On 4th June, the World Bank’s Board of Directors discussed the new two-year country interim assistance strategy for Nepal. The new plan aims to address key elements of the peace process, including the foundations for state building, growth and improved basic service delivery for Nepal’s poor. It includes a clear commitment to improve the sensitivity of Bank-supported projects to the root causes of the conflict and the social tensions in the country.
At the start of this year, following a report on the Bank’s engagement in fragile and conflict-affected countries, International Alert was asked by the Bank to help with the development of a tool, the ‘peace filter’, aimed at operationalising conflict sensitivity in its programmes in Nepal.

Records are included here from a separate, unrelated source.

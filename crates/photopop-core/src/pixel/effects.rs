//! The built-in per-pixel effects.
//!
//! Each effect owns one configuration key in the range -100 to 100 and is a
//! no-op at 0. All three touch only r, g and b; alpha passes through.

use super::PixelEffect;
use crate::config::{keys, Configuration};
use crate::PixelColor;

const MIN: f64 = -100.0;
const MAX: f64 = 100.0;

/// Brighten or darken by shifting every channel.
///
/// Formula: with `e = -2 * exposure`, each channel becomes
/// `max(channel - e, 0)` when `e < 0` and `min(channel - e, 255)` otherwise.
/// Only the bound in the direction of travel is enforced.
#[derive(Debug, Clone, Copy, Default)]
pub struct Exposure;

impl PixelEffect for Exposure {
    fn set_default_conf(&self, conf: &mut Configuration) {
        conf.insert(keys::EXPOSURE, 0.0);
    }

    fn set_conf_value(&self, conf: &mut Configuration, key: &str, value: f64) {
        if key == keys::EXPOSURE {
            conf.insert_clamped(keys::EXPOSURE, value, MIN, MAX);
        }
    }

    fn test(&self, conf: &Configuration) -> bool {
        conf.value(keys::EXPOSURE) != 0.0
    }

    fn apply(&self, color: PixelColor, conf: &Configuration) -> PixelColor {
        let e = -2.0 * conf.value(keys::EXPOSURE);
        let shift = |channel: i32| {
            let v = channel as f64 - e;
            if e < 0.0 {
                v.max(0.0)
            } else {
                v.min(255.0)
            }
        };
        PixelColor::from_f64(
            shift(color.r),
            shift(color.g),
            shift(color.b),
            color.a as f64,
        )
    }
}

/// Shift every channel by an amount proportional to the pixel's headroom
/// below white.
///
/// Formula: `amount = contrast / 2`, `v = 255 - max(r, g, b)`, each channel
/// `-= (v / 100) * amount`.
#[derive(Debug, Clone, Copy, Default)]
pub struct Contrast;

impl PixelEffect for Contrast {
    fn set_default_conf(&self, conf: &mut Configuration) {
        conf.insert(keys::CONTRAST, 0.0);
    }

    fn set_conf_value(&self, conf: &mut Configuration, key: &str, value: f64) {
        if key == keys::CONTRAST {
            conf.insert_clamped(keys::CONTRAST, value, MIN, MAX);
        }
    }

    fn test(&self, conf: &Configuration) -> bool {
        conf.value(keys::CONTRAST) != 0.0
    }

    fn apply(&self, color: PixelColor, conf: &Configuration) -> PixelColor {
        let amount = conf.value(keys::CONTRAST) / 2.0;
        let v = (255 - color.max_rgb()) as f64;
        let delta = (v / 100.0) * amount;
        PixelColor::from_f64(
            color.r as f64 - delta,
            color.g as f64 - delta,
            color.b as f64 - delta,
            color.a as f64,
        )
    }
}

/// Push channels away from (or toward) the brightest channel.
///
/// Formula: `sat = -saturation`, `v = max(r, g, b)`, each channel
/// `-= ((channel - v) / 100) * sat`. At -100 every channel collapses to `v`.
#[derive(Debug, Clone, Copy, Default)]
pub struct Saturation;

impl PixelEffect for Saturation {
    fn set_default_conf(&self, conf: &mut Configuration) {
        conf.insert(keys::SATURATION, 0.0);
    }

    fn set_conf_value(&self, conf: &mut Configuration, key: &str, value: f64) {
        if key == keys::SATURATION {
            conf.insert_clamped(keys::SATURATION, value, MIN, MAX);
        }
    }

    fn test(&self, conf: &Configuration) -> bool {
        conf.value(keys::SATURATION) != 0.0
    }

    fn apply(&self, color: PixelColor, conf: &Configuration) -> PixelColor {
        let sat = -conf.value(keys::SATURATION);
        let v = color.max_rgb() as f64;
        let adjust = |channel: i32| {
            let c = channel as f64;
            c - ((c - v) / 100.0) * sat
        };
        PixelColor::from_f64(
            adjust(color.r),
            adjust(color.g),
            adjust(color.b),
            color.a as f64,
        )
    }
}

#[cfg(test)]
mod tests {
    use super::*;

    fn conf(key: &str, value: f64) -> Configuration {
        Configuration::from([(key, value)])
    }

    const GRAY: PixelColor = PixelColor::new(128, 128, 128, 255);

    // ===== Exposure =====

    #[test]
    fn test_exposure_default_and_test() {
        let mut c = Configuration::new();
        assert!(!Exposure.test(&c), "missing exposure reads as 0");
        Exposure.set_default_conf(&mut c);
        assert_eq!(c.get(keys::EXPOSURE), Some(0.0));
        assert!(!Exposure.test(&c));
        assert!(Exposure.test(&conf(keys::EXPOSURE, 1.0)));
        assert!(Exposure.test(&conf(keys::EXPOSURE, -1.0)));
    }

    #[test]
    fn test_exposure_clamps_on_write() {
        let mut c = Configuration::new();
        Exposure.set_conf_value(&mut c, keys::EXPOSURE, -101.0);
        assert_eq!(c.get(keys::EXPOSURE), Some(-100.0));
        Exposure.set_conf_value(&mut c, keys::EXPOSURE, 101.0);
        assert_eq!(c.get(keys::EXPOSURE), Some(100.0));
    }

    #[test]
    fn test_exposure_ignores_other_keys() {
        let mut c = Configuration::new();
        Exposure.set_conf_value(&mut c, keys::CONTRAST, 50.0);
        assert!(c.is_empty());
    }

    #[test]
    fn test_exposure_positive_brightens_unbounded_above() {
        let out = Exposure.apply(GRAY, &conf(keys::EXPOSURE, 50.0));
        assert_eq!(out, PixelColor::new(228, 228, 228, 255));

        // Only the lower bound applies when brightening
        let out = Exposure.apply(GRAY, &conf(keys::EXPOSURE, 100.0));
        assert_eq!(out, PixelColor::new(328, 328, 328, 255));
    }

    #[test]
    fn test_exposure_negative_darkens() {
        let out = Exposure.apply(GRAY, &conf(keys::EXPOSURE, -50.0));
        assert_eq!(out, PixelColor::new(28, 28, 28, 255));

        // Only the upper bound applies when darkening
        let out = Exposure.apply(GRAY, &conf(keys::EXPOSURE, -100.0));
        assert_eq!(out, PixelColor::new(-72, -72, -72, 255));
    }

    #[test]
    fn test_exposure_clamps_overflow_in_direction() {
        let white = PixelColor::new(255, 250, 0, 10);
        let out = Exposure.apply(white, &conf(keys::EXPOSURE, -1.0));
        assert_eq!(out, PixelColor::new(253, 248, -2, 10));

        let negative = PixelColor::new(-300, 0, 0, 255);
        let out = Exposure.apply(negative, &conf(keys::EXPOSURE, 1.0));
        assert_eq!(out.r, 0);
    }

    // ===== Contrast =====

    #[test]
    fn test_contrast_clamps_on_write() {
        let mut c = Configuration::new();
        Contrast.set_conf_value(&mut c, keys::CONTRAST, 500.0);
        assert_eq!(c.get(keys::CONTRAST), Some(100.0));
    }

    #[test]
    fn test_contrast_positive() {
        // amount = 25, v = 255 - 128 = 127, delta = 31.75
        let out = Contrast.apply(GRAY, &conf(keys::CONTRAST, 50.0));
        assert_eq!(out, PixelColor::new(96, 96, 96, 255));
    }

    #[test]
    fn test_contrast_negative() {
        // amount = -50, v = 127, delta = -63.5, 128 + 63.5 = 191.5 -> 192
        let out = Contrast.apply(GRAY, &conf(keys::CONTRAST, -100.0));
        assert_eq!(out, PixelColor::new(192, 192, 192, 255));
    }

    #[test]
    fn test_contrast_leaves_white_alone() {
        let white = PixelColor::new(255, 255, 255, 255);
        assert_eq!(Contrast.apply(white, &conf(keys::CONTRAST, 100.0)), white);
    }

    // ===== Saturation =====

    #[test]
    fn test_saturation_clamps_on_write() {
        let mut c = Configuration::new();
        Saturation.set_conf_value(&mut c, keys::SATURATION, -1000.0);
        assert_eq!(c.get(keys::SATURATION), Some(-100.0));
    }

    #[test]
    fn test_saturation_gray_unchanged() {
        assert_eq!(Saturation.apply(GRAY, &conf(keys::SATURATION, 80.0)), GRAY);
    }

    #[test]
    fn test_full_desaturation_collapses_to_max() {
        let c = PixelColor::new(200, 100, 50, 255);
        let out = Saturation.apply(c, &conf(keys::SATURATION, -100.0));
        assert_eq!(out, PixelColor::new(200, 200, 200, 255));
    }

    #[test]
    fn test_saturation_boost() {
        // sat = -50, v = 200: g = 100 + (-100/100)*50 = 50, b = 50 - 75 = -25
        let c = PixelColor::new(200, 100, 50, 255);
        let out = Saturation.apply(c, &conf(keys::SATURATION, 50.0));
        assert_eq!(out, PixelColor::new(200, 50, -25, 255));
    }

    #[test]
    fn test_effects_preserve_alpha() {
        let c = PixelColor::new(10, 20, 30, 77);
        assert_eq!(Exposure.apply(c, &conf(keys::EXPOSURE, 10.0)).a, 77);
        assert_eq!(Contrast.apply(c, &conf(keys::CONTRAST, 10.0)).a, 77);
        assert_eq!(Saturation.apply(c, &conf(keys::SATURATION, 10.0)).a, 77);
    }
}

The ‘filter’ consists of a set of questions that sectoral staff and the country management team are asked to consider during project design and implementation. The questions aim to prompt teams to identify and respond to key conflict and political economy issues which not only will affect the outcomes of their projects but also could arise as a result of the project activities.
Throughout February and March, Alert worked alongside the Bank’s social development experts and conflict specialists in Kathmandu both to integrate global expertise into the tool and also to adapt it to the immediate dynamics in the country. Road and agriculture projects were the first to be analysed, but the work has now been extended to the education and power sectors.
Alert will continue to assist these efforts in Nepal and is also beginning to engage in Sri Lanka where the Bank has made similar commitments to the conflict sensitivity of its activities.